### What you are asked to do:
The data below must be copied in full and without any change.

◆ ◆ ◆ ◆

//! HTML fragment parsing with `tl`.

use super::tree::{Document, NodeId};
use crate::utils::html::{is_raw_text_element, open_tag_attributes, parse_attributes, unescape};

/// Parse `html` into detached nodes owned by `doc`, returning the
/// top-level nodes in order.
pub(crate) fn parse_fragment(doc: &mut Document, html: &str) -> Vec<NodeId> {
    let Ok(dom) = tl::parse(html, tl::ParserOptions::default()) else {
        // Unparsable markup is kept as text
        return vec![doc.create_text(html)];
    };

    let parser = dom.parser();
    dom.children()
        .iter()
        .filter_map(|handle| convert(doc, *handle, parser, false))
        .collect()
}

fn convert(
    doc: &mut Document,
    handle: tl::NodeHandle,
    parser: &tl::Parser,
    raw_text: bool,
) -> Option<NodeId> {
    match handle.get(parser)? {
        tl::Node::Tag(tag) => {
            let tag_name = tag.name().as_utf8_str().to_ascii_lowercase();
            let id = doc.create_element(&tag_name);

            // Attributes come from the raw tag text: tl's attribute map loses
            // their order and misreads names that follow a valueless one
            let raw = tag.raw().as_utf8_str();
            for (name, value) in parse_attributes(open_tag_attributes(&raw)) {
                // First occurrence wins, as in browsers
                if doc.attr(id, &name).is_none() {
                    doc.set_attr(id, &name, &unescape(&value));
                }
            }

            let raw = is_raw_text_element(&tag_name);
            for child in tag.children().top().iter() {
                if let Some(child) = convert(doc, *child, parser, raw) {
                    doc.append(id, child);
                }
            }
            Some(id)
        }
        tl::Node::Raw(bytes) => {
            let text = bytes.as_utf8_str();
            if raw_text {
                Some(doc.create_text(&text))
            } else {
                Some(doc.create_text(&unescape(&text)))
            }
        }
        tl::Node::Comment(bytes) => {
            let text = bytes.as_utf8_str();
            let body = text
                .strip_prefix("<!--")
                .and_then(|t| t.strip_suffix("-->"))
                .unwrap_or(&text);
            Some(doc.create_comment(body))
        }
    }
}

#[cfg(test)]
mod tests {
    use super::*;

    #[test]
    fn test_parse_nested_fragment() {
        let mut doc = Document::new();
        let nodes = parse_fragment(
            &mut doc,
            r#"<section id="s"><img data-lazy="a.jpg&amp;w=2"><p>hi &amp; bye</p></section>"#,
        );
        assert_eq!(nodes.len(), 1);
        let section = nodes[0];
        assert_eq!(doc.tag(section), Some("section"));
        assert_eq!(doc.children(section).len(), 2);

        let img = doc.children(section)[0];
        assert_eq!(doc.attr(img, "data-lazy"), Some("a.jpg&w=2"));
        assert_eq!(
            doc.inner_html(section),
            "<img data-lazy=\"a.jpg&amp;w=2\"><p>hi &amp; bye</p>"
        );
    }

    #[test]
    fn test_parse_sibling_nodes() {
        let mut doc = Document::new();
        let nodes = parse_fragment(&mut doc, "<p>one</p>and<div>two</div>");
        assert_eq!(nodes.len(), 3);
        assert!(doc.is_element(nodes[0]));
        assert!(!doc.is_element(nodes[1]));
        assert_eq!(doc.tag(nodes[2]), Some("div"));
    }

    #[test]
    fn test_parse_valueless_attributes_in_any_position() {
        let mut doc = Document::new();
        let nodes = parse_fragment(
            &mut doc,
            concat!(
                r#"<script async id="an" data-lazy="/js/analytics.js" data-lazy-delay="50"></script>"#,
                r#"<video controls src="clip.mp4" muted></video>"#,
                r#"<img src="a.jpg" hidden>"#,
                r#"<input disabled>"#,
            ),
        );
        assert_eq!(nodes.len(), 4);

        assert_eq!(
            doc.attr_names(nodes[0]),
            vec!["async", "id", "data-lazy", "data-lazy-delay"]
        );
        assert_eq!(doc.attr(nodes[0], "async"), Some(""));
        assert_eq!(doc.attr(nodes[0], "data-lazy"), Some("/js/analytics.js"));

        assert_eq!(doc.attr_names(nodes[1]), vec!["controls", "src", "muted"]);
        assert_eq!(doc.attr(nodes[1], "src"), Some("clip.mp4"));

        assert_eq!(doc.attr_names(nodes[2]), vec!["src", "hidden"]);
        assert_eq!(doc.attr_names(nodes[3]), vec!["disabled"]);
    }

    #[test]
    fn test_parse_keeps_first_duplicate_and_quoted_brackets() {
        let mut doc = Document::new();
        let nodes = parse_fragment(&mut doc, r#"<img alt="a > b" src="1.jpg" src="2.jpg">"#);
        assert_eq!(doc.attr(nodes[0], "alt"), Some("a > b"));
        assert_eq!(doc.attr(nodes[0], "src"), Some("1.jpg"));
    }

    #[test]
    fn test_parse_lowercases_names() {
        let mut doc = Document::new();
        let nodes = parse_fragment(&mut doc, r#"<IMG SRC="x.jpg">"#);
        assert_eq!(doc.tag(nodes[0]), Some("img"));
        assert_eq!(doc.attr(nodes[0], "src"), Some("x.jpg"));
    }
}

◆ ◆ ◆ ◆

### Problem solution:
//! HTML fragment parsing with `tl`.

use super::tree::{Document, NodeId};
use crate::utils::html::{is_raw_text_element, open_tag_attributes, parse_attributes, unescape};

/// Parse `html` into detached nodes owned by `doc`, returning the
/// top-level nodes in order.
pub(crate) fn parse_fragment(doc: &mut Document, html: &str) -> Vec<NodeId> {
    let Ok(dom) = tl::parse(html, tl::ParserOptions::default()) else {
        // Unparsable markup is kept as text
        return vec![doc.create_text(html)];
    };

    let parser = dom.parser();
    dom.children()
        .iter()
        .filter_map(|handle| convert(doc, *handle, parser, false))
        .collect()
}

fn convert(
    doc: &mut Document,
    handle: tl::NodeHandle,
    parser: &tl::Parser,
    raw_text: bool,
) -> Option<NodeId> {
    match handle.get(parser)? {
        tl::Node::Tag(tag) => {
            let tag_name = tag.name().as_utf8_str().to_ascii_lowercase();
            let id = doc.create_element(&tag_name);

            // Attributes come from the raw tag text: tl's attribute map loses
            // their order and misreads names that follow a valueless one
            let raw = tag.raw().as_utf8_str();
            for (name, value) in parse_attributes(open_tag_attributes(&raw)) {
                // First occurrence wins, as in browsers
                if doc.attr(id, &name).is_none() {
                    doc.set_attr(id, &name, &unescape(&value));
                }
            }

            let raw = is_raw_text_element(&tag_name);
            for child in tag.children().top().iter() {
                if let Some(child) = convert(doc, *child, parser, raw) {
                    doc.append(id, child);
                }
            }
            Some(id)
        }
        tl::Node::Raw(bytes) => {
            let text = bytes.as_utf8_str();
            if raw_text {
                Some(doc.create_text(&text))
            } else {
                Some(doc.create_text(&unescape(&text)))
            }
        }
        tl::Node::Comment(bytes) => {
            let text = bytes.as_utf8_str();
            let body = text
                .strip_prefix("<!--")
                .and_then(|t| t.strip_suffix("-->"))
                .unwrap_or(&text);
            Some(doc.create_comment(body))
        }
    }
}

#[cfg(test)]
mod tests {
    use super::*;

    #[test]
    fn test_parse_nested_fragment() {
        let mut doc = Document::new();
        let nodes = parse_fragment(
            &mut doc,
            r#"<section id="s"><img data-lazy="a.jpg&amp;w=2"><p>hi &amp; bye</p></section>"#,
        );
        assert_eq!(nodes.len(), 1);
        let section = nodes[0];
        assert_eq!(doc.tag(section), Some("section"));
        assert_eq!(doc.children(section).len(), 2);

        let img = doc.children(section)[0];
        assert_eq!(doc.attr(img, "data-lazy"), Some("a.jpg&w=2"));
        assert_eq!(
            doc.inner_html(section),
            "<img data-lazy=\"a.jpg&amp;w=2\"><p>hi &amp; bye</p>"
        );
    }

    #[test]
    fn test_parse_sibling_nodes() {
        let mut doc = Document::new();
        let nodes = parse_fragment(&mut doc, "<p>one</p>and<div>two</div>");
        assert_eq!(nodes.len(), 3);
        assert!(doc.is_element(nodes[0]));
        assert!(!doc.is_element(nodes[1]));
        assert_eq!(doc.tag(nodes[2]), Some("div"));
    }

    #[test]
    fn test_parse_valueless_attributes_in_any_position() {
        let mut doc = Document::new();
        let nodes = parse_fragment(
            &mut doc,
            concat!(
                r#"<script async id="an" data-lazy="/js/analytics.js" data-lazy-delay="50"></script>"#,
                r#"<video controls src="clip.mp4" muted></video>"#,
                r#"<img src="a.jpg" hidden>"#,
                r#"<input disabled>"#,
            ),
        );
        assert_eq!(nodes.len(), 4);

        assert_eq!(
            doc.attr_names(nodes[0]),
            vec!["async", "id", "data-lazy", "data-lazy-delay"]
        );
        assert_eq!(doc.attr(nodes[0], "async"), Some(""));
        assert_eq!(doc.attr(nodes[0], "data-lazy"), Some("/js/analytics.js"));

        assert_eq!(doc.attr_names(nodes[1]), vec!["controls", "src", "muted"]);
        assert_eq!(doc.attr(nodes[1], "src"), Some("clip.mp4"));

        assert_eq!(doc.attr_names(nodes[2]), vec!["src", "hidden"]);
        assert_eq!(doc.attr_names(nodes[3]), vec!["disabled"]);
    }

    #[test]
    fn test_parse_keeps_first_duplicate_and_quoted_brackets() {
        let mut doc = Document::new();
        let nodes = parse_fragment(&mut doc, r#"<img alt="a > b" src="1.jpg" src="2.jpg">"#);
        assert_eq!(doc.attr(nodes[0], "alt"), Some("a > b"));
        assert_eq!(doc.attr(nodes[0], "src"), Some("1.jpg"));
    }

    #[test]
    fn test_parse_lowercases_names() {
        let mut doc = Document::new();
        let nodes = parse_fragment(&mut doc, r#"<IMG SRC="x.jpg">"#);
        assert_eq!(doc.tag(nodes[0]), Some("img"));
        assert_eq!(doc.attr(nodes[0], "src"), Some("x.jpg"));
    }
}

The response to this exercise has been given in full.